Directions for this task: Return, exactly as written, every line from the first line of the data below through the line that contains "and the admin-side".

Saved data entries
________________________________________

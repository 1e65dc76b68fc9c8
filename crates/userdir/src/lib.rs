// chorus - Broadcast-ringing SIP proxy
// Copyright (C) 2025 Chorus Contributors
// SPDX-License-Identifier: Apache-2.0 OR MIT

//! SQLite-backed user directory and broadcast rule storage.
//!
//! The proxy core only ever sees the [`sip_registrar::DirectoryStore`]
//! contract; this crate carries the schema, the queries, and the admin-side
//! mutations used by the web UI.

use std::path::Path;

use anyhow::Result;
use async_trait::async_trait;
use sip_registrar::{DirectoryStore, DirectoryUser};
use smol_str::SmolStr;
use sqlx::sqlite::{SqliteConnectOptions, SqlitePoolOptions};
use sqlx::{Row, SqlitePool};
use thiserror::Error;
use tracing::debug;

pub mod password;

#[derive(Debug, Error)]
pub enum DirectoryError {
    #[error("user not found")]
    NotFound,
    #[error(transparent)]
    Database(#[from] sqlx::Error),
}

/// A broadcast rule as persisted, with its ordered targets.
#[derive(Debug, Clone)]
pub struct StoredBroadcastRule {
    pub id: i64,
    pub address: String,
    pub description: String,
    pub targets: Vec<StoredBroadcastTarget>,
}

#[derive(Debug, Clone)]
pub struct StoredBroadcastTarget {
    pub id: i64,
    pub rule_id: i64,
    pub contact_uri: String,
    pub priority: i64,
}

/// Read/write access to the SQLite user directory.
#[derive(Clone)]
pub struct SqliteDirectory {
    pool: SqlitePool,
}

impl SqliteDirectory {
    /// Opens an existing directory database file.
    pub async fn open(path: impl AsRef<Path>) -> Result<Self> {
        let options = SqliteConnectOptions::new()
            .filename(path.as_ref())
            .create_if_missing(false);
        let pool = SqlitePoolOptions::new()
            .max_connections(1)
            .connect_with(options)
            .await?;
        Ok(Self { pool })
    }

    /// Connects to an arbitrary SQLite URL (`sqlite::memory:` in tests).
    pub async fn connect(url: &str) -> Result<Self> {
        let pool = SqlitePoolOptions::new()
            .max_connections(1)
            .connect(url)
            .await?;
        Ok(Self { pool })
    }

    /// Creates the directory tables when they do not exist yet.
    pub async fn init_schema(&self) -> Result<(), DirectoryError> {
        sqlx::query(
            "CREATE TABLE IF NOT EXISTS users (
                 id INTEGER PRIMARY KEY AUTOINCREMENT,
                 username TEXT NOT NULL,
                 domain TEXT NOT NULL,
                 password_hash TEXT,
                 contact_uri TEXT,
                 UNIQUE(username, domain)
             )",
        )
        .execute(&self.pool)
        .await?;
        sqlx::query(
            "CREATE TABLE IF NOT EXISTS broadcast_rules (
                 id INTEGER PRIMARY KEY AUTOINCREMENT,
                 address TEXT NOT NULL UNIQUE,
                 description TEXT
             )",
        )
        .execute(&self.pool)
        .await?;
        sqlx::query(
            "CREATE TABLE IF NOT EXISTS broadcast_targets (
                 id INTEGER PRIMARY KEY AUTOINCREMENT,
                 rule_id INTEGER NOT NULL REFERENCES broadcast_rules(id) ON DELETE CASCADE,
                 contact_uri TEXT NOT NULL,
                 priority INTEGER NOT NULL DEFAULT 0
             )",
        )
        .execute(&self.pool)
        .await?;
        Ok(())
    }

    pub async fn lookup_user(
        &self,
        username: &str,
        domain: &str,
    ) -> Result<Option<DirectoryUser>, DirectoryError> {
        let row = sqlx::query(
            "SELECT username, domain, password_hash, contact_uri
             FROM users WHERE username = ? AND domain = ? LIMIT 1",
        )
        .bind(username)
        .bind(domain)
        .fetch_optional(&self.pool)
        .await?;
        row.map(|row| user_from_row(&row)).transpose()
    }

    pub async fn list_users(&self) -> Result<Vec<DirectoryUser>, DirectoryError> {
        let rows = sqlx::query(
            "SELECT username, domain, password_hash, contact_uri
             FROM users ORDER BY domain, username",
        )
        .fetch_all(&self.pool)
        .await?;
        rows.iter().map(user_from_row).collect()
    }

    pub async fn create_user(&self, user: &DirectoryUser) -> Result<(), DirectoryError> {
        sqlx::query(
            "INSERT INTO users (username, domain, password_hash, contact_uri)
             VALUES (?, ?, ?, ?)",
        )
        .bind(user.username.as_str())
        .bind(user.domain.as_str())
        .bind(&user.password_hash)
        .bind(&user.contact_uri)
        .execute(&self.pool)
        .await?;
        debug!(user = %user.username, domain = %user.domain, "directory user created");
        Ok(())
    }

    pub async fn delete_user(&self, username: &str, domain: &str) -> Result<(), DirectoryError> {
        let result = sqlx::query("DELETE FROM users WHERE username = ? AND domain = ?")
            .bind(username)
            .bind(domain)
            .execute(&self.pool)
            .await?;
        if result.rows_affected() == 0 {
            return Err(DirectoryError::NotFound);
        }
        Ok(())
    }

    pub async fn update_password(
        &self,
        username: &str,
        domain: &str,
        password_hash: &str,
    ) -> Result<(), DirectoryError> {
        let result =
            sqlx::query("UPDATE users SET password_hash = ? WHERE username = ? AND domain = ?")
                .bind(password_hash)
                .bind(username)
                .bind(domain)
                .execute(&self.pool)
                .await?;
        if result.rows_affected() == 0 {
            return Err(DirectoryError::NotFound);
        }
        Ok(())
    }

    /// Returns every broadcast rule with its targets ordered by priority.
    pub async fn list_broadcast_rules(&self) -> Result<Vec<StoredBroadcastRule>, DirectoryError> {
        let rule_rows =
            sqlx::query("SELECT id, address, description FROM broadcast_rules ORDER BY address, id")
                .fetch_all(&self.pool)
                .await?;
        let mut rules = Vec::with_capacity(rule_rows.len());
        for row in rule_rows {
            let id: i64 = row.try_get("id")?;
            let target_rows = sqlx::query(
                "SELECT id, rule_id, contact_uri, priority
                 FROM broadcast_targets WHERE rule_id = ? ORDER BY priority, id",
            )
            .bind(id)
            .fetch_all(&self.pool)
            .await?;
            let mut targets = Vec::with_capacity(target_rows.len());
            for target in target_rows {
                targets.push(StoredBroadcastTarget {
                    id: target.try_get("id")?,
                    rule_id: target.try_get("rule_id")?,
                    contact_uri: target.try_get("contact_uri")?,
                    priority: target.try_get("priority")?,
                });
            }
            rules.push(StoredBroadcastRule {
                id,
                address: row.try_get("address")?,
                description: row
                    .try_get::<Option<String>, _>("description")?
                    .unwrap_or_default(),
                targets,
            });
        }
        Ok(rules)
    }

    pub async fn create_broadcast_rule(
        &self,
        address: &str,
        description: &str,
        targets: &[String],
    ) -> Result<i64, DirectoryError> {
        let result = sqlx::query("INSERT INTO broadcast_rules (address, description) VALUES (?, ?)")
            .bind(address)
            .bind(description)
            .execute(&self.pool)
            .await?;
        let rule_id = result.last_insert_rowid();
        for (priority, target) in targets.iter().enumerate() {
            sqlx::query(
                "INSERT INTO broadcast_targets (rule_id, contact_uri, priority) VALUES (?, ?, ?)",
            )
            .bind(rule_id)
            .bind(target)
            .bind(priority as i64)
            .execute(&self.pool)
            .await?;
        }
        Ok(rule_id)
    }
}

fn user_from_row(row: &sqlx::sqlite::SqliteRow) -> Result<DirectoryUser, DirectoryError> {
    Ok(DirectoryUser {
        username: SmolStr::new(row.try_get::<String, _>("username")?),
        domain: SmolStr::new(row.try_get::<String, _>("domain")?),
        password_hash: row
            .try_get::<Option<String>, _>("password_hash")?
            .unwrap_or_default(),
        contact_uri: row
            .try_get::<Option<String>, _>("contact_uri")?
            .unwrap_or_default(),
    })
}

#[async_trait]
impl DirectoryStore for SqliteDirectory {
    async fn lookup(&self, username: &str, domain: &str) -> Result<Option<DirectoryUser>> {
        Ok(self.lookup_user(username, domain).await?)
    }

    async fn all_users(&self) -> Result<Vec<DirectoryUser>> {
        Ok(self.list_users().await?)
    }
}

________________________________________

Answer area:
repository 1e65dc76b68fc9c8
filename crates/userdir/src/lib.rs
// chorus - Broadcast-ringing SIP proxy
// Copyright (C) 2025 Chorus Contributors
// SPDX-License-Identifier: Apache-2.0 OR MIT

//! SQLite-backed user directory and broadcast rule storage.
//!
//! The proxy core only ever sees the [`sip_registrar::DirectoryStore`]
//! contract; this crate carries the schema, the queries, and the admin-side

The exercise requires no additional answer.